» **EXERCISE AIM**:
Write out all of the entries, matching the original exactly.

Dataset entries:
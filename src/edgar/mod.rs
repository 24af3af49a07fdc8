//! SEC EDGAR filing resolution
//!
//! Turns a request such as "the latest two 10-Ks for AAPL" into concrete
//! filing records by resolving the company's CIK, walking its paginated
//! submissions index and collecting matching entries. Documents are then
//! located in, and fetched from, the EDGAR archive.

pub mod types;
pub mod query;
pub mod cik;
pub mod submissions;
pub mod collector;
pub mod documents;
pub mod filings;

pub use types::{EdgarApi, SUPPORTED_FORMS};
pub use cik::{resolve_cik, TickerTable};
pub use submissions::{FilingIndexEntry, SubmissionPages};
pub use collector::{collect, FilingFilter};

// Re-export commonly used functions
pub use documents::{
    ensure_trusted_url,
    fetch_document,
    find_primary_document_url_by_accession,
    resolve_primary_document_url,
};
pub use filings::{filing_metadata, latest_filings_metadata, resolve_filings};
use clap::{Parser, Subcommand, ValueEnum};
use std::path::PathBuf;

#[derive(Parser)]
#[command(name = "secdl")]
#[command(about = "Resolve SEC EDGAR filing requests and download primary documents")]
#[command(version)]
pub struct Cli {
    /// Organization name sent in the User-Agent (overrides SECDL_COMPANY_NAME)
    #[arg(long, global = true)]
    pub company_name: Option<String>,

    /// Contact email sent in the User-Agent (overrides SECDL_EMAIL)
    #[arg(long, global = true)]
    pub email: Option<String>,

    #[command(subcommand)]
    pub command: Commands,
}

#[derive(Subcommand)]
pub enum Commands {
    /// Show filing metadata for a query such as 2/AAPL/10-K or AAPL/0000320193-23-000106
    Metadata {
        /// [LIMIT/]TICKER_OR_CIK[/FORM] or TICKER_OR_CIK/ACCESSION
        query: String,

        /// Return every matching filing instead of LIMIT
        #[arg(long)]
        all: bool,

        /// Output format
        #[arg(short, long, value_enum, default_value_t = OutputFormat::Table)]
        format: OutputFormat,
    },

    /// Print the primary document URL of a filing
    Url {
        /// Accession number, with or without dashes
        accession_number: String,
    },

    /// Print the primary document of a filing
    Html {
        /// Accession number, with or without dashes
        accession_number: String,
    },

    /// Download primary documents for a query
    Download {
        /// [LIMIT/]TICKER_OR_CIK[/FORM] or TICKER_OR_CIK/ACCESSION
        query: String,

        /// Output directory (defaults to SECDL_DOWNLOAD_DIR or ./downloads)
        #[arg(short, long)]
        output: Option<PathBuf>,
    },

    /// List HTML documents already downloaded
    Staged {
        /// Download directory to scan (defaults to SECDL_DOWNLOAD_DIR or ./downloads)
        #[arg(short, long)]
        dir: Option<PathBuf>,
    },
}

#[derive(Clone, Copy, Debug, PartialEq, Eq, ValueEnum)]
pub enum OutputFormat {
    Table,
    Json,
    Csv,
}

#[cfg(test)]
mod tests {
    use super::*;

    #[test]
    fn test_metadata_arguments() {
        let cli = Cli::try_parse_from(["secdl", "metadata", "2/AAPL/10-K", "--format", "csv", "--email", "a@b.c"]).unwrap();
        assert_eq!(cli.email.as_deref(), Some("a@b.c"));
        match cli.command {
            Commands::Metadata { query, all, format } => {
                assert_eq!(query, "2/AAPL/10-K");
                assert!(!all);
                assert_eq!(format, OutputFormat::Csv);
            }
            _ => panic!("expected metadata command"),
        }
    }

    #[test]
    fn test_download_defaults() {
        let cli = Cli::try_parse_from(["secdl", "download", "AAPL"]).unwrap();
        match cli.command {
            Commands::Download { query, output } => {
                assert_eq!(query, "AAPL");
                assert!(output.is_none());
            }
            _ => panic!("expected download command"),
        }
    }

    #[test]
    fn test_staged_directory() {
        let cli = Cli::try_parse_from(["secdl", "staged", "--dir", "/tmp/filings"]).unwrap();
        match cli.command {
            Commands::Staged { dir } => assert_eq!(dir, Some(PathBuf::from("/tmp/filings"))),
            _ => panic!("expected staged command"),
        }
    }
}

» **REPLY**:
filename src/edgar/mod.rs
repository 24af3af49a07fdc8
//! SEC EDGAR filing resolution
//!
//! Turns a request such as "the latest two 10-Ks for AAPL" into concrete
//! filing records by resolving the company's CIK, walking its paginated
//! submissions index and collecting matching entries. Documents are then
//! located in, and fetched from, the EDGAR archive.

pub mod types;
pub mod query;
pub mod cik;
pub mod submissions;
pub mod collector;
pub mod documents;
pub mod filings;

pub use types::{EdgarApi, SUPPORTED_FORMS};
pub use cik::{resolve_cik, TickerTable};
pub use submissions::{FilingIndexEntry, SubmissionPages};
pub use collector::{collect, FilingFilter};

// Re-export commonly used functions
pub use documents::{
    ensure_trusted_url,
    fetch_document,
    find_primary_document_url_by_accession,
    resolve_primary_document_url,
};
pub use filings::{filing_metadata, latest_filings_metadata, resolve_filings};
use clap::{Parser, Subcommand, ValueEnum};
use std::path::PathBuf;

#[derive(Parser)]
#[command(name = "secdl")]
#[command(about = "Resolve SEC EDGAR filing requests and download primary documents")]
#[command(version)]
pub struct Cli {
    /// Organization name sent in the User-Agent (overrides SECDL_COMPANY_NAME)
    #[arg(long, global = true)]
    pub company_name: Option<String>,

    /// Contact email sent in the User-Agent (overrides SECDL_EMAIL)
    #[arg(long, global = true)]
    pub email: Option<String>,

    #[command(subcommand)]
    pub command: Commands,
}

#[derive(Subcommand)]
pub enum Commands {
    /// Show filing metadata for a query such as 2/AAPL/10-K or AAPL/0000320193-23-000106
    Metadata {
        /// [LIMIT/]TICKER_OR_CIK[/FORM] or TICKER_OR_CIK/ACCESSION
        query: String,

        /// Return every matching filing instead of LIMIT
        #[arg(long)]
        all: bool,

        /// Output format
        #[arg(short, long, value_enum, default_value_t = OutputFormat::Table)]
        format: OutputFormat,
    },

    /// Print the primary document URL of a filing
    Url {
        /// Accession number, with or without dashes
        accession_number: String,
    },

    /// Print the primary document of a filing
    Html {
        /// Accession number, with or without dashes
        accession_number: String,
    },

    /// Download primary documents for a query
    Download {
        /// [LIMIT/]TICKER_OR_CIK[/FORM] or TICKER_OR_CIK/ACCESSION
        query: String,

        /// Output directory (defaults to SECDL_DOWNLOAD_DIR or ./downloads)
        #[arg(short, long)]
        output: Option<PathBuf>,
    },

    /// List HTML documents already downloaded
    Staged {
        /// Download directory to scan (defaults to SECDL_DOWNLOAD_DIR or ./downloads)
        #[arg(short, long)]
        dir: Option<PathBuf>,
    },
}

#[derive(Clone, Copy, Debug, PartialEq, Eq, ValueEnum)]
pub enum OutputFormat {
    Table,
    Json,
    Csv,
}

#[cfg(test)]
mod tests {
    use super::*;

    #[test]
    fn test_metadata_arguments() {
        let cli = Cli::try_parse_from(["secdl", "metadata", "2/AAPL/10-K", "--format", "csv", "--email", "a@b.c"]).unwrap();
        assert_eq!(cli.email.as_deref(), Some("a@b.c"));
        match cli.command {
            Commands::Metadata { query, all, format } => {
                assert_eq!(query, "2/AAPL/10-K");
                assert!(!all);
                assert_eq!(format, OutputFormat::Csv);
            }
            _ => panic!("expected metadata command"),
        }
    }

    #[test]
    fn test_download_defaults() {
        let cli = Cli::try_parse_from(["secdl", "download", "AAPL"]).unwrap();
        match cli.command {
            Commands::Download { query, output } => {
                assert_eq!(query, "AAPL");
                assert!(output.is_none());
            }
            _ => panic!("expected download command"),
        }
    }

    #[test]
    fn test_staged_directory() {
        let cli = Cli::try_parse_from(["secdl", "staged", "--dir", "/tmp/filings"]).unwrap();
        match cli.command {
            Commands::Staged { dir } => assert_eq!(dir, Some(PathBuf::from("/tmp/filings"))),
            _ => panic!("expected staged command"),
        }
    }
}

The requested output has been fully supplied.